Dessa forma, é possível saber se um paciente já recebeu uma medicação específica, mas também a localização e o status dos diferentes ativos, como equipamentos, instrumentos cirúrgicos, roupas de cama, uniformes, entre outros. Esses dispositivos podem ser computadores móveis, scanners de códigos de barras ou tablets, com os quais é possível acessar informações em tempo real dos processos operacionais e médicos da clínica, de qualquer lugar onde o usuário esteja.

Da mesma forma, tecnologias como a Identificação por Radiofrequência (RFID) estão facilitando a administração de inventários de medicamentos e ativos no setor, por meio de tags que são incorporadas aos ativos da instituição, e instaladas antenas de captura de dados, podem ser capturadas massivamente ativos de informação, sem ter que fazer um por um, não só em tempo real, mas a uma velocidade sem precedentes. Isso permite que os processos de atenção sejam muito mais rápidos e, acima de tudo, evitem perdas, o que, por sua vez, reduz os custos operacionais.

O Sanatório Finochietto, um dos hospitais mais importantes de Buenos Aires, na Argentina, é um exemplo de como a implementação da tecnologia tem um impacto positivo na gestão de ativos no setor da saúde e está em constante movimento na região da América Latina. Com a implementação das soluções de RFID da Zebra Technologies e de sua parceira Telectronica, a entidade otimizou sua gestão de estoque e processo de lavanderia de roupas de cama e uniformes, cumprindo as regulamentações do setor e economizando até US $300.000.

O hospital argentino teve um problema de fluxo de uniformes e roupas de cama, o que impactou em perdas e custos. Anteriormente, a equipe lavava seus próprios uniformes em casa, o que, por motivo de assepsia e cuidado com o paciente, não era ideal. Desta forma, o hospital implementou um processo interno de lavanderia, instalando um túnel RFID através do qual passam os sacos de roupa suja.

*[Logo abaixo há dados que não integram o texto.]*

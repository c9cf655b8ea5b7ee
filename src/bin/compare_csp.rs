use std::path::PathBuf;
use std::process::ExitCode;

use clap::Parser;
use miette::IntoDiagnostic;

use cif_shift_augment::analysis::{self, AnalysisInputs};
use cif_shift_augment::logging;
use cif_shift_augment::output::{JsonOutput, OutputMode, TextOutput};

#[derive(Parser)]
#[command(name = "compare-csp")]
#[command(about = "Plot predicted chemical-shift distributions against BMRB reference data")]
#[command(version)]
struct Cli {
    /// BMRB statistics CSV (first line skipped, second line header)
    #[arg(long)]
    bmrb_csv: PathBuf,

    /// BMRB reference shifts JSON
    #[arg(long)]
    bmrb_cs: PathBuf,

    /// Predicted shifts JSON keyed by entry and predictor
    #[arg(long)]
    all_cs: PathBuf,

    /// Random-coil shift lookup JSON
    #[arg(long)]
    rccs_lookup: PathBuf,

    #[arg(long, default_value = ".")]
    output_dir: PathBuf,

    #[arg(short, long, action = clap::ArgAction::Count)]
    verbose: u8,

    #[arg(long)]
    json: bool,
}

fn main() -> ExitCode {
    if let Err(report) = run() {
        eprintln!("{report:?}");
        return ExitCode::FAILURE;
    }
    ExitCode::SUCCESS
}

fn run() -> miette::Result<()> {
    let cli = Cli::parse();
    logging::init(cli.verbose);

    let inputs = AnalysisInputs::load(&cli.bmrb_csv, &cli.bmrb_cs, &cli.all_cs, &cli.rccs_lookup)?;
    let report = analysis::run(&inputs, &cli.output_dir)?;

    match OutputMode::from_flag(cli.json) {
        OutputMode::Json => JsonOutput::print_analysis(&report).into_diagnostic()?,
        OutputMode::Text => TextOutput::print_analysis(&report).into_diagnostic()?,
    }
    Ok(())
}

As roupas no túnel são contabilizadas em menos de 30 segundos e passam para a área de limpeza. Depois de devidamente manuseadas, as roupas são devolvidas pelo mesmo caminho para a área de inventário e são recebidas e organizadas em menos de 20 minutos. Quando a equipe precisa tirar o uniforme, ele faz isso usando a impressão digital e a transação é registrada no sistema.

Este é apenas um exemplo de como a tecnologia está impactando as operações da indústria. Quando o tempo dedicado aos processos administrativos é reduzido por atividade manuais, diminuem erros e custos e a equipe da instituição médica pode dedicar mais tempo ao que é realmente importante, cuidar dos pacientes.

Os pacientes que, segundo o estudo do Futuro da Saúde da Zebra, já percebem esse impacto tecnológico no setor. 77% deles sentem-se mais calmos quando veem o pessoal da instituição com tecnologia móvel. O mesmo certamente acontecerá com outras tecnologias disruptivas que já desempenham um papel de liderança no setor, como monitoramento remoto de pacientes, assistência médica por meio de um dispositivo, inteligência artificial (IA), conectividade entre computadores e informações na nuvem.

O futuro do setor hospitalar depende da eficiência, produtividade e segurança de suas operações. Não em vão, até 2022, 96% dos hospitais esperam investir em tecnologia para rastreabilidade de pacientes, 98% de amostras e exames, 98% de ativos e 97% de rastreabilidade de pessoal.

A evolução do setor é por vezes medida pelo serviço prestado ao paciente. No entanto, os passos gigantescos estão sendo apresentados no "backstage" da atenção direta ao usuário, impactando positivamente a reputação das instituições médicas, o trabalho diário da equipe e, definitivamente, a vida dos pacientes.